Chicken Vegetable Soup with Ginger Meatballs

MAKES 4 SERVINGS • PREP TIME: 20 minutes • COOK TIME: 35 minutes

If ever there was a dish that proved I wasn’t Italian, it’s meatballs. And that’s kind of embarrassing, because not only do I love to make Italian food, I even studied (okay, suffered, but it amounted to the same thing) under an Italian signora on the Isle of Elba. But no matter how hard I tried, I could never figure out how to keep my meatballs from falling apart, until I tried basmati rice. Now my meatballs not only taste great, they also don’t disintegrate on the fork. These are actually mini meatballs, closer to the Latin-American version known as albondiguitas, with the ginger providing a little zing. If timing is an issue, the meatballs can be prepared ahead of time and refrigerated until you’re ready to cook them. Also, this recipe makes twice as many meatballs as you’ll need for the soup. To save the remainder for later, place them in the freezer for 1 hour to firm up, then transfer to an airtight container and refrigerate for up to 5 days or freeze for up to 3 months.


1 pound ground organic dark-meat turkey or chicken
2 teaspoons grated fresh ginger
1 teaspoon minced garlic
1/4 cup fresh parsley, finely chopped
1/2 teaspoon sea salt
pinch of cayenne
1 egg, beaten
1/3 cup uncooked white basmati or jasmine rice


2 tablespoons extra-virgin olive oil
1 yellow onion, diced small
sea salt
1 large carrot, peeled and diced small
1 large celery stalk, diced small
2 cloves garlic, minced
1 teaspoon grated fresh ginger
8 cups Chicken Broth or store-bought organic chicken broth
1/2 cup fresh or frozen sweet peas
1/4 cup fresh parsley, finely chopped
1/4 cup fresh basil, finely chopped
1 lime, cut into quarters, for garnish

To make the meatballs, line a sheet pan with wax paper.
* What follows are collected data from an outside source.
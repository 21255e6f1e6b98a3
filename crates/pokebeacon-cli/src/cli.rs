//! Command-line interface definitions and parsing

use std::path::PathBuf;

use clap::{Parser, Subcommand};

#[derive(Parser, Debug)]
#[command(author, version, about, long_about = None)]
pub struct Cli {
    #[command(subcommand)]
    pub command: Commands,

    /// Enable verbose logging
    #[arg(short, long)]
    pub verbose: bool,

    /// Configuration file path
    #[arg(short, long)]
    pub config: Option<PathBuf>,
}

#[derive(Subcommand, Debug, Clone, PartialEq, Eq)]
pub enum Commands {
    /// Scan for nearby broadcasters for one window
    Scan {
        /// Scan window in milliseconds
        #[arg(short, long)]
        timeout_ms: Option<u64>,
        /// Print peers as JSON lines
        #[arg(long)]
        json: bool,
    },
    /// Broadcast a name until interrupted
    Advertise {
        /// Name to broadcast
        name: String,
        /// Stop after this many seconds
        #[arg(short, long)]
        duration_secs: Option<u64>,
    },
    /// Print an example configuration file
    Config,
}

#[cfg(test)]
mod tests {
    use super::*;

    #[test]
    fn test_parse_scan() {
        let cli = Cli::parse_from(["pokebeacon", "-v", "scan", "--timeout-ms", "2500", "--json"]);
        assert!(cli.verbose);
        assert_eq!(
            cli.command,
            Commands::Scan {
                timeout_ms: Some(2500),
                json: true
            }
        );
    }

    #[test]
    fn test_parse_advertise() {
        let cli = Cli::parse_from(["pokebeacon", "-c", "beacon.toml", "advertise", "Pikachu"]);
        assert_eq!(cli.config, Some(PathBuf::from("beacon.toml")));
        assert_eq!(
            cli.command,
            Commands::Advertise {
                name: "Pikachu".to_string(),
                duration_secs: None
            }
        );
    }

    #[test]
    fn test_advertise_requires_name() {
        assert!(Cli::try_parse_from(["pokebeacon", "advertise"]).is_err());
    }
}
//! [`RadioDriver`] implementation backed by the host Bluetooth stack

use pokebeacon_core::{
    AdvertiseHandle, AdvertisementSpec, RadioDriver, RadioError, ScanEventSender, ScanFilter,
};
use tokio::sync::Mutex;
use tracing::{debug, info, warn};

use crate::advertising::{BleAdvertiser, PlatformAdvertiser};
use crate::central::BleCentral;
use crate::config::BleRadioConfig;
use crate::error::BleRadioError;

// ----------------------------------------------------------------------------
// Advertiser Slot
// ----------------------------------------------------------------------------

struct AdvertiserSlot {
    advertiser: PlatformAdvertiser,
    active: Option<AdvertiseHandle>,
    next_handle: u64,
}

impl AdvertiserSlot {
    fn new(advertiser: PlatformAdvertiser) -> Self {
        Self {
            advertiser,
            active: None,
            next_handle: 0,
        }
    }

    fn issue_handle(&mut self) -> AdvertiseHandle {
        self.next_handle += 1;
        let handle = AdvertiseHandle(self.next_handle);
        self.active = Some(handle);
        handle
    }
}

// ----------------------------------------------------------------------------
// BLE Radio
// ----------------------------------------------------------------------------

/// Host BLE radio: btleplug for scanning, the platform advertiser for broadcasts
pub struct BleRadio {
    config: BleRadioConfig,
    central: BleCentral,
    slot: Mutex<AdvertiserSlot>,
}

impl BleRadio {
    pub fn new(config: BleRadioConfig) -> Self {
        Self::with_advertiser(config, PlatformAdvertiser::new())
    }

    pub fn with_advertiser(config: BleRadioConfig, advertiser: PlatformAdvertiser) -> Self {
        Self {
            central: BleCentral::new(config.clone()),
            config,
            slot: Mutex::new(AdvertiserSlot::new(advertiser)),
        }
    }

    pub fn config(&self) -> &BleRadioConfig {
        &self.config
    }

    /// Whether a broadcast is on air
    pub async fn is_advertising(&self) -> bool {
        self.slot.lock().await.advertiser.is_advertising()
    }
}

impl Default for BleRadio {
    fn default() -> Self {
        Self::new(BleRadioConfig::default())
    }
}

#[async_trait::async_trait]
impl RadioDriver for BleRadio {
    async fn acquire(&self) -> Result<(), RadioError> {
        self.central.initialize().await?;
        Ok(())
    }

    async fn release(&self) -> Result<(), RadioError> {
        let mut slot = self.slot.lock().await;
        if slot.active.take().is_some() {
            if let Err(e) = slot.advertiser.stop_advertising().await {
                warn!("Failed to stop advertising on release: {}", e);
            }
        }
        drop(slot);

        self.central.release().await?;
        info!("BLE radio released");
        Ok(())
    }

    async fn start_scan(&self, filter: ScanFilter, sink: ScanEventSender) -> Result<(), RadioError> {
        self.central.start_scan(filter, sink).await?;
        Ok(())
    }

    async fn stop_scan(&self) -> Result<(), RadioError> {
        self.central.stop_scan().await?;
        Ok(())
    }

    async fn start_advertise(&self, spec: AdvertisementSpec) -> Result<AdvertiseHandle, RadioError> {
        let mut slot = self.slot.lock().await;
        slot.advertiser
            .start_advertising(&spec, &self.config)
            .await?;
        let handle = slot.issue_handle();
        debug!("Broadcast {} on air", handle.0);
        Ok(handle)
    }

    async fn stop_advertise(&self, handle: AdvertiseHandle) -> Result<(), RadioError> {
        let mut slot = self.slot.lock().await;
        if slot.active != Some(handle) {
            return Err(BleRadioError::UnknownBroadcast { handle: handle.0 }.into());
        }
        slot.advertiser.stop_advertising().await?;
        slot.active = None;
        debug!("Broadcast {} off air", handle.0);
        Ok(())
    }
}

#[cfg(test)]
mod tests {
    use super::*;
    use crate::advertising::fallback::FallbackAdvertiser;

    fn fallback_radio() -> BleRadio {
        BleRadio::with_advertiser(
            BleRadioConfig::default(),
            PlatformAdvertiser::Fallback(FallbackAdvertiser::new()),
        )
    }

    #[tokio::test]
    async fn test_unsupported_advertising_surfaces_as_not_supported() {
        let radio = fallback_radio();
        let spec = AdvertisementSpec {
            local_name: "Pokemon:Mew".to_string(),
            service_uuids: Vec::new(),
            manufacturer_data: None,
        };

        let err = radio.start_advertise(spec).await.unwrap_err();
        assert!(matches!(err, RadioError::NotSupported { .. }));
        assert!(!radio.is_advertising().await);
    }

    #[tokio::test]
    async fn test_stop_unknown_broadcast_fails() {
        let radio = fallback_radio();
        let err = radio.stop_advertise(AdvertiseHandle(7)).await.unwrap_err();
        assert_eq!(err, RadioError::UnknownBroadcast { handle: 7 });
    }

    #[tokio::test]
    async fn test_release_without_acquire_is_clean() {
        let radio = fallback_radio();
        assert!(radio.release().await.is_ok());
        assert!(radio.stop_scan().await.is_ok());
    }
}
Combine the turkey, ginger, garlic, parsley, salt, cayenne, egg, and rice in a bowl and mix with your hands or a spatula until well combined. Don’t overwork the mixture or the meatballs will be tough.

Wet the palms of your hands so the mixture doesn’t stick, roll it into 1-inch balls, and place them on the prepared pan.

To make the soup, heat the olive oil in a soup pot over medium heat, then add the onion and a pinch of salt and sauté until translucent, about 4 minutes. Add the carrot, celery, garlic, ginger, and 1/4 tea- spoon of salt and continue sautéing for about 3 minutes.

Pour in 1/2 cup of the broth to deglaze the pot and cook until the liquid is reduced by half. Add the remaining 7 1/2 cups broth and another 1/4 teaspoon of salt and bring to a boil. Lower the heat to maintain a vigorous simmer, then gently transfer half of the meatballs into the simmering broth. (Refrigerate or freeze the remainder to use later.) Cover and allow the meatballs to simmer for 15 minutes.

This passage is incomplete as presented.